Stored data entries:
━━━━━━━━━━
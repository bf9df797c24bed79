//! Host-runtime signals consumed by the scheduler.
//!
//! The scheduler never reads wall-clock time or competition state directly;
//! everything comes through [`HostRuntime`] so that a simulation can step time
//! by hand and a robot controller can forward its field-control flags.

use alloc::rc::Rc;
use core::cell::Cell;
use core::time::Duration;
use std::time::Instant;

/// Monotonic clock plus the competition-state flags of the host.
pub trait HostRuntime {
    /// Milliseconds since an arbitrary, fixed origin. Must never go backwards.
    fn now_ms(&self) -> u64;

    /// While asserted, `schedule` is a no-op and the teleop loop is not polled.
    fn is_disabled(&self) -> bool {
        false
    }

    /// While asserted, the teleop event loop is not polled.
    fn is_autonomous(&self) -> bool {
        false
    }
}

impl<T: HostRuntime + ?Sized> HostRuntime for Rc<T> {
    fn now_ms(&self) -> u64 {
        (**self).now_ms()
    }

    fn is_disabled(&self) -> bool {
        (**self).is_disabled()
    }

    fn is_autonomous(&self) -> bool {
        (**self).is_autonomous()
    }
}

/// Host backed by [`std::time::Instant`], with flags set by the driver.
#[derive(Debug)]
pub struct SystemHost {
    start: Instant,
    disabled: Cell<bool>,
    autonomous: Cell<bool>,
}

impl SystemHost {
    pub fn new() -> Self {
        Self {
            start: Instant::now(),
            disabled: Cell::new(false),
            autonomous: Cell::new(false),
        }
    }

    pub fn set_disabled(&self, disabled: bool) {
        self.disabled.set(disabled);
    }

    pub fn set_autonomous(&self, autonomous: bool) {
        self.autonomous.set(autonomous);
    }
}

impl Default for SystemHost {
    fn default() -> Self {
        Self::new()
    }
}

impl HostRuntime for SystemHost {
    fn now_ms(&self) -> u64 {
        u64::try_from(self.start.elapsed().as_millis()).unwrap_or(u64::MAX)
    }

    fn is_disabled(&self) -> bool {
        self.disabled.get()
    }

    fn is_autonomous(&self) -> bool {
        self.autonomous.get()
    }
}

/// Host whose clock only moves when told to.
///
/// Share it with the scheduler through an `Rc` and keep a clone to step time:
///
/// ```rust
/// use std::rc::Rc;
/// use std::time::Duration;
/// use cmdsched::host::{HostRuntime, ManualHost};
///
/// let host = Rc::new(ManualHost::new());
/// let scheduler = cmdsched::Scheduler::new(Rc::clone(&host));
/// host.advance(Duration::from_millis(10));
/// assert_eq!(scheduler.now_ms(), 10);
/// ```
#[derive(Debug, Default)]
pub struct ManualHost {
    now_ms: Cell<u64>,
    disabled: Cell<bool>,
    autonomous: Cell<bool>,
}

impl ManualHost {
    pub fn new() -> Self {
        Self::default()
    }

    pub fn advance(&self, by: Duration) {
        let step = u64::try_from(by.as_millis()).unwrap_or(u64::MAX);
        self.now_ms.set(self.now_ms.get().saturating_add(step));
    }

    /// Jumps the clock forward. Earlier values are ignored to keep it monotonic.
    pub fn set_now_ms(&self, now_ms: u64) {
        if now_ms > self.now_ms.get() {
            self.now_ms.set(now_ms);
        }
    }

    pub fn set_disabled(&self, disabled: bool) {
        self.disabled.set(disabled);
    }

    pub fn set_autonomous(&self, autonomous: bool) {
        self.autonomous.set(autonomous);
    }
}

impl HostRuntime for ManualHost {
    fn now_ms(&self) -> u64 {
        self.now_ms.get()
    }

    fn is_disabled(&self) -> bool {
        self.disabled.get()
    }

    fn is_autonomous(&self) -> bool {
        self.autonomous.get()
    }
}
━━━━━━━━━━
## WORK TO BE COMPLETED
The word to find is "cmdsched". Copy every line of the records that holds it.

## RESPONSE AREA
/// use cmdsched::host::{HostRuntime, ManualHost};
/// let scheduler = cmdsched::Scheduler::new(Rc::clone(&host));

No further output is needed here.